## PROBLEM STATEMENT
The output should match the data below line for line.

(INPUT DATA)

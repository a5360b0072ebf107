//! Caches used by the resource client.
//!
//! [`NamespaceCache`] keeps the namespace list for a fixed time-to-live
//! behind a read/write lock. [`EmptyResultCache`] remembers which
//! `(namespace, resource type)` pairs returned nothing, for the lifetime of
//! the client.

use std::time::Duration;

use dashmap::DashSet;
use parking_lot::RwLock;
use tokio::time::Instant;

/// Default time-to-live of the namespace list.
pub const DEFAULT_NAMESPACE_TTL: Duration = Duration::from_secs(5 * 60);

#[derive(Debug)]
struct CachedNamespaces {
    names: Vec<String>,
    fetched_at: Instant,
}

/// A time-limited cache of the namespace list.
///
/// Readers never block each other; storing a fresh list excludes all readers.
#[derive(Debug)]
pub struct NamespaceCache {
    ttl: Duration,
    entry: RwLock<Option<CachedNamespaces>>,
}

impl Default for NamespaceCache {
    fn default() -> Self {
        Self::new(DEFAULT_NAMESPACE_TTL)
    }
}

impl NamespaceCache {
    /// Create an empty cache with the given time-to-live.
    #[must_use]
    pub fn new(ttl: Duration) -> Self {
        Self {
            ttl,
            entry: RwLock::new(None),
        }
    }

    /// The cached list, if present and not expired.
    #[must_use]
    pub fn get(&self) -> Option<Vec<String>> {
        self.entry
            .read()
            .as_ref()
            .filter(|cached| cached.fetched_at.elapsed() < self.ttl)
            .map(|cached| cached.names.clone())
    }

    /// Replace the cached list.
    pub fn store(&self, names: Vec<String>) {
        *self.entry.write() = Some(CachedNamespaces {
            names,
            fetched_at: Instant::now(),
        });
    }

    /// Drop the cached list.
    pub fn invalidate(&self) {
        *self.entry.write() = None;
    }
}

/// `(namespace, resource type)` pairs known to hold no objects.
#[derive(Debug, Default)]
pub struct EmptyResultCache {
    entries: DashSet<String>,
}

impl EmptyResultCache {
    /// Create an empty cache.
    #[must_use]
    pub fn new() -> Self {
        Self::default()
    }

    fn key(namespace: &str, resource_type: &str) -> String {
        format!("{namespace}:{resource_type}")
    }

    /// Whether the pair was seen empty before.
    #[must_use]
    pub fn is_empty_result(&self, namespace: &str, resource_type: &str) -> bool {
        self.entries.contains(&Self::key(namespace, resource_type))
    }

    /// Remember that the pair holds no objects.
    pub fn mark_empty(&self, namespace: &str, resource_type: &str) {
        self.entries.insert(Self::key(namespace, resource_type));
    }

    /// Number of remembered pairs.
    #[must_use]
    pub fn len(&self) -> usize {
        self.entries.len()
    }

    /// Check if nothing is remembered.
    #[must_use]
    pub fn is_empty(&self) -> bool {
        self.entries.is_empty()
    }
}

#[cfg(test)]
mod tests {
    use super::*;

    #[tokio::test(start_paused = true)]
    async fn namespace_cache_expires() {
        let cache = NamespaceCache::new(Duration::from_secs(300));
        assert!(cache.get().is_none());

        cache.store(vec!["default".to_string(), "shop".to_string()]);
        assert_eq!(cache.get().map(|names| names.len()), Some(2));

        tokio::time::advance(Duration::from_secs(299)).await;
        assert!(cache.get().is_some());

        tokio::time::advance(Duration::from_secs(2)).await;
        assert!(cache.get().is_none());
    }

    #[tokio::test(start_paused = true)]
    async fn namespace_cache_invalidate() {
        let cache = NamespaceCache::default();
        cache.store(vec!["default".to_string()]);
        cache.invalidate();
        assert!(cache.get().is_none());
    }

    #[test]
    fn empty_results_are_keyed_by_pair() {
        let cache = EmptyResultCache::new();
        assert!(cache.is_empty());

        cache.mark_empty("shop", "configmaps");
        assert!(cache.is_empty_result("shop", "configmaps"));
        assert!(!cache.is_empty_result("shop", "secrets"));
        assert!(!cache.is_empty_result("billing", "configmaps"));

        cache.mark_empty("shop", "configmaps");
        assert_eq!(cache.len(), 1);
    }
}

(End INPUT DATA)

## WRITTEN SOLUTION
repository a5360b0072ebf107
//! Caches used by the resource client.
//!
//! [`NamespaceCache`] keeps the namespace list for a fixed time-to-live
//! behind a read/write lock. [`EmptyResultCache`] remembers which
//! `(namespace, resource type)` pairs returned nothing, for the lifetime of
//! the client.

use std::time::Duration;

use dashmap::DashSet;
use parking_lot::RwLock;
use tokio::time::Instant;

/// Default time-to-live of the namespace list.
pub const DEFAULT_NAMESPACE_TTL: Duration = Duration::from_secs(5 * 60);

#[derive(Debug)]
struct CachedNamespaces {
    names: Vec<String>,
    fetched_at: Instant,
}

/// A time-limited cache of the namespace list.
///
/// Readers never block each other; storing a fresh list excludes all readers.
#[derive(Debug)]
pub struct NamespaceCache {
    ttl: Duration,
    entry: RwLock<Option<CachedNamespaces>>,
}

impl Default for NamespaceCache {
    fn default() -> Self {
        Self::new(DEFAULT_NAMESPACE_TTL)
    }
}

impl NamespaceCache {
    /// Create an empty cache with the given time-to-live.
    #[must_use]
    pub fn new(ttl: Duration) -> Self {
        Self {
            ttl,
            entry: RwLock::new(None),
        }
    }

    /// The cached list, if present and not expired.
    #[must_use]
    pub fn get(&self) -> Option<Vec<String>> {
        self.entry
            .read()
            .as_ref()
            .filter(|cached| cached.fetched_at.elapsed() < self.ttl)
            .map(|cached| cached.names.clone())
    }

    /// Replace the cached list.
    pub fn store(&self, names: Vec<String>) {
        *self.entry.write() = Some(CachedNamespaces {
            names,
            fetched_at: Instant::now(),
        });
    }

    /// Drop the cached list.
    pub fn invalidate(&self) {
        *self.entry.write() = None;
    }
}

/// `(namespace, resource type)` pairs known to hold no objects.
#[derive(Debug, Default)]
pub struct EmptyResultCache {
    entries: DashSet<String>,
}

impl EmptyResultCache {
    /// Create an empty cache.
    #[must_use]
    pub fn new() -> Self {
        Self::default()
    }

    fn key(namespace: &str, resource_type: &str) -> String {
        format!("{namespace}:{resource_type}")
    }

    /// Whether the pair was seen empty before.
    #[must_use]
    pub fn is_empty_result(&self, namespace: &str, resource_type: &str) -> bool {
        self.entries.contains(&Self::key(namespace, resource_type))
    }

    /// Remember that the pair holds no objects.
    pub fn mark_empty(&self, namespace: &str, resource_type: &str) {
        self.entries.insert(Self::key(namespace, resource_type));
    }

    /// Number of remembered pairs.
    #[must_use]
    pub fn len(&self) -> usize {
        self.entries.len()
    }

    /// Check if nothing is remembered.
    #[must_use]
    pub fn is_empty(&self) -> bool {
        self.entries.is_empty()
    }
}

#[cfg(test)]
mod tests {
    use super::*;

    #[tokio::test(start_paused = true)]
    async fn namespace_cache_expires() {
        let cache = NamespaceCache::new(Duration::from_secs(300));
        assert!(cache.get().is_none());

        cache.store(vec!["default".to_string(), "shop".to_string()]);
        assert_eq!(cache.get().map(|names| names.len()), Some(2));

        tokio::time::advance(Duration::from_secs(299)).await;
        assert!(cache.get().is_some());

        tokio::time::advance(Duration::from_secs(2)).await;
        assert!(cache.get().is_none());
    }

    #[tokio::test(start_paused = true)]
    async fn namespace_cache_invalidate() {
        let cache = NamespaceCache::default();
        cache.store(vec!["default".to_string()]);
        cache.invalidate();
        assert!(cache.get().is_none());
    }

    #[test]
    fn empty_results_are_keyed_by_pair() {
        let cache = EmptyResultCache::new();
        assert!(cache.is_empty());

        cache.mark_empty("shop", "configmaps");
        assert!(cache.is_empty_result("shop", "configmaps"));
        assert!(!cache.is_empty_result("shop", "secrets"));
        assert!(!cache.is_empty_result("billing", "configmaps"));

        cache.mark_empty("shop", "configmaps");
        assert_eq!(cache.len(), 1);
    }
}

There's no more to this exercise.